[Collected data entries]

----

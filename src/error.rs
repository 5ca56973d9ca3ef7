//! Error types for the red_black_bst crate

use std::num::ParseIntError;
use std::path::PathBuf;

use thiserror::Error;

/// A broken tree invariant found by [`RedBlackTree::check`](crate::RedBlackTree::check).
///
/// Depths count from 0 at the root.
#[derive(Error, Debug, Clone, PartialEq, Eq)]
pub enum InvariantViolation {
    #[error("root is red")]
    RedRoot,

    #[error("red link leans right at depth {depth}")]
    RightLeaningRed { depth: usize },

    #[error("two red links in a row at depth {depth}")]
    ConsecutiveReds { depth: usize },

    #[error("key out of search order at depth {depth}")]
    OutOfOrder { depth: usize },

    #[error("unbalanced black links at depth {depth}: {left} on the left, {right} on the right")]
    UnbalancedBlacks { depth: usize, left: usize, right: usize },

    #[error("cached subtree size {cached} at depth {depth}, but {actual} nodes counted")]
    SizeMismatch { depth: usize, cached: usize, actual: usize },

    #[error("red node counter is {counter}, but {counted} red nodes counted")]
    RedCountMismatch { counter: usize, counted: usize },
}

/// Errors that can occur while loading keys from text input
#[derive(Error, Debug)]
pub enum LoadError {
    /// Input file could not be opened
    #[error("cannot open {}: {source}", .path.display())]
    Open {
        path: PathBuf,
        #[source]
        source: std::io::Error,
    },

    /// Reading the input failed
    #[error("I/O error: {0}")]
    Io(#[from] std::io::Error),

    /// A token is not an integer key
    #[error("invalid key {token:?}: {source}")]
    Parse {
        token: String,
        #[source]
        source: ParseIntError,
    },
}

/// Errors from an invalid experiment configuration
#[derive(Error, Debug, Clone, PartialEq, Eq)]
pub enum ExperimentError {
    #[error("no input sizes configured")]
    NoSizes,

    #[error("trial count must be at least 1")]
    NoTrials,

    #[error("invalid input size range: min {min} is greater than max {max}")]
    InvalidSizeRange { min: usize, max: usize },
}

----

• Assignment: Repeat the data in full. Alter nothing.

• Output of the exercise:
filename src/error.rs
repository 5ca56973d9ca3ef7
//! Error types for the red_black_bst crate

use std::num::ParseIntError;
use std::path::PathBuf;

use thiserror::Error;

/// A broken tree invariant found by [`RedBlackTree::check`](crate::RedBlackTree::check).
///
/// Depths count from 0 at the root.
#[derive(Error, Debug, Clone, PartialEq, Eq)]
pub enum InvariantViolation {
    #[error("root is red")]
    RedRoot,

    #[error("red link leans right at depth {depth}")]
    RightLeaningRed { depth: usize },

    #[error("two red links in a row at depth {depth}")]
    ConsecutiveReds { depth: usize },

    #[error("key out of search order at depth {depth}")]
    OutOfOrder { depth: usize },

    #[error("unbalanced black links at depth {depth}: {left} on the left, {right} on the right")]
    UnbalancedBlacks { depth: usize, left: usize, right: usize },

    #[error("cached subtree size {cached} at depth {depth}, but {actual} nodes counted")]
    SizeMismatch { depth: usize, cached: usize, actual: usize },

    #[error("red node counter is {counter}, but {counted} red nodes counted")]
    RedCountMismatch { counter: usize, counted: usize },
}

/// Errors that can occur while loading keys from text input
#[derive(Error, Debug)]
pub enum LoadError {
    /// Input file could not be opened
    #[error("cannot open {}: {source}", .path.display())]
    Open {
        path: PathBuf,
        #[source]
        source: std::io::Error,
    },

    /// Reading the input failed
    #[error("I/O error: {0}")]
    Io(#[from] std::io::Error),

    /// A token is not an integer key
    #[error("invalid key {token:?}: {source}")]
    Parse {
        token: String,
        #[source]
        source: ParseIntError,
    },
}

/// Errors from an invalid experiment configuration
#[derive(Error, Debug, Clone, PartialEq, Eq)]
pub enum ExperimentError {
    #[error("no input sizes configured")]
    NoSizes,

    #[error("trial count must be at least 1")]
    NoTrials,

    #[error("invalid input size range: min {min} is greater than max {max}")]
    InvalidSizeRange { min: usize, max: usize },
}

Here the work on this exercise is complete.